(Stored data)
//! Feature vector construction
//!
//! Training and inference both build their inputs through
//! [`FeatureVector::build`], so the column order below is the single source
//! of truth. Changing it invalidates every stored model.

use std::f64::consts::PI;

use chrono::{Datelike, NaiveDate};
use shared::{EnrichedObservation, WeatherWindow};

/// Number of model inputs
pub const FEATURE_COUNT: usize = 8;

/// Model input names, in column order
pub const FEATURE_NAMES: [&str; FEATURE_COUNT] = [
    "latitude",
    "longitude",
    "avg_temp_7d",
    "precip_sum_7d",
    "wind_mean_7d",
    "day_sin",
    "day_cos",
    "year",
];

/// Days per seasonal cycle; leap days are not special-cased
const DAYS_PER_CYCLE: f64 = 365.0;

/// Seasonal position of a 1-based day of the year as `(sin, cos)`
pub fn day_of_year_cycle(day_of_year: u32) -> (f64, f64) {
    let angle = 2.0 * PI * f64::from(day_of_year) / DAYS_PER_CYCLE;
    (angle.sin(), angle.cos())
}

/// Fixed-order model input
#[derive(Debug, Clone, Copy, PartialEq)]
pub struct FeatureVector(pub [f64; FEATURE_COUNT]);

impl FeatureVector {
    pub fn build(latitude: f64, longitude: f64, weather: &WeatherWindow, date: NaiveDate) -> Self {
        let (day_sin, day_cos) = day_of_year_cycle(date.ordinal());
        Self([
            latitude,
            longitude,
            weather.avg_temp_7d,
            weather.precip_sum_7d,
            weather.wind_mean_7d,
            day_sin,
            day_cos,
            f64::from(date.year()),
        ])
    }

    /// Features for a corpus row, or `None` when it carries no weather
    pub fn from_enriched(record: &EnrichedObservation) -> Option<Self> {
        let weather = record.weather.as_ref()?;
        let obs = &record.observation;
        Some(Self::build(obs.latitude, obs.longitude, weather, obs.date))
    }

    pub fn as_slice(&self) -> &[f64] {
        &self.0
    }
}

#[cfg(test)]
mod tests {
    use super::*;

    #[test]
    fn test_cycle_wraps_at_year_end() {
        let (sin, cos) = day_of_year_cycle(365);
        assert!(sin.abs() < 1e-9);
        assert!((cos - 1.0).abs() < 1e-9);

        let (sin, _) = day_of_year_cycle(91);
        assert!(sin > 0.99);
    }

    #[test]
    fn test_feature_order() {
        let weather = WeatherWindow::new(18.0, 12.5, 3.4);
        let date = NaiveDate::from_ymd_opt(2023, 7, 1).unwrap();
        let features = FeatureVector::build(61.09, 24.95, &weather, date);

        assert_eq!(features.0[0], 61.09);
        assert_eq!(features.0[1], 24.95);
        assert_eq!(features.0[2], 18.0);
        assert_eq!(features.0[3], 12.5);
        assert_eq!(features.0[4], 3.4);
        assert_eq!(features.0[7], 2023.0);
        assert_eq!(FEATURE_NAMES[5], "day_sin");
    }
}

EXERCISE DIRECTIONS:
Restate every record exactly, leaving nothing out.

RESPONSE TO THIS EXERCISE:
//! Feature vector construction
//!
//! Training and inference both build their inputs through
//! [`FeatureVector::build`], so the column order below is the single source
//! of truth. Changing it invalidates every stored model.

use std::f64::consts::PI;

use chrono::{Datelike, NaiveDate};
use shared::{EnrichedObservation, WeatherWindow};

/// Number of model inputs
pub const FEATURE_COUNT: usize = 8;

/// Model input names, in column order
pub const FEATURE_NAMES: [&str; FEATURE_COUNT] = [
    "latitude",
    "longitude",
    "avg_temp_7d",
    "precip_sum_7d",
    "wind_mean_7d",
    "day_sin",
    "day_cos",
    "year",
];

/// Days per seasonal cycle; leap days are not special-cased
const DAYS_PER_CYCLE: f64 = 365.0;

/// Seasonal position of a 1-based day of the year as `(sin, cos)`
pub fn day_of_year_cycle(day_of_year: u32) -> (f64, f64) {
    let angle = 2.0 * PI * f64::from(day_of_year) / DAYS_PER_CYCLE;
    (angle.sin(), angle.cos())
}

/// Fixed-order model input
#[derive(Debug, Clone, Copy, PartialEq)]
pub struct FeatureVector(pub [f64; FEATURE_COUNT]);

impl FeatureVector {
    pub fn build(latitude: f64, longitude: f64, weather: &WeatherWindow, date: NaiveDate) -> Self {
        let (day_sin, day_cos) = day_of_year_cycle(date.ordinal());
        Self([
            latitude,
            longitude,
            weather.avg_temp_7d,
            weather.precip_sum_7d,
            weather.wind_mean_7d,
            day_sin,
            day_cos,
            f64::from(date.year()),
        ])
    }

    /// Features for a corpus row, or `None` when it carries no weather
    pub fn from_enriched(record: &EnrichedObservation) -> Option<Self> {
        let weather = record.weather.as_ref()?;
        let obs = &record.observation;
        Some(Self::build(obs.latitude, obs.longitude, weather, obs.date))
    }

    pub fn as_slice(&self) -> &[f64] {
        &self.0
    }
}

#[cfg(test)]
mod tests {
    use super::*;

    #[test]
    fn test_cycle_wraps_at_year_end() {
        let (sin, cos) = day_of_year_cycle(365);
        assert!(sin.abs() < 1e-9);
        assert!((cos - 1.0).abs() < 1e-9);

        let (sin, _) = day_of_year_cycle(91);
        assert!(sin > 0.99);
    }

    #[test]
    fn test_feature_order() {
        let weather = WeatherWindow::new(18.0, 12.5, 3.4);
        let date = NaiveDate::from_ymd_opt(2023, 7, 1).unwrap();
        let features = FeatureVector::build(61.09, 24.95, &weather, date);

        assert_eq!(features.0[0], 61.09);
        assert_eq!(features.0[1], 24.95);
        assert_eq!(features.0[2], 18.0);
        assert_eq!(features.0[3], 12.5);
        assert_eq!(features.0[4], 3.4);
        assert_eq!(features.0[7], 2023.0);
        assert_eq!(FEATURE_NAMES[5], "day_sin");
    }
}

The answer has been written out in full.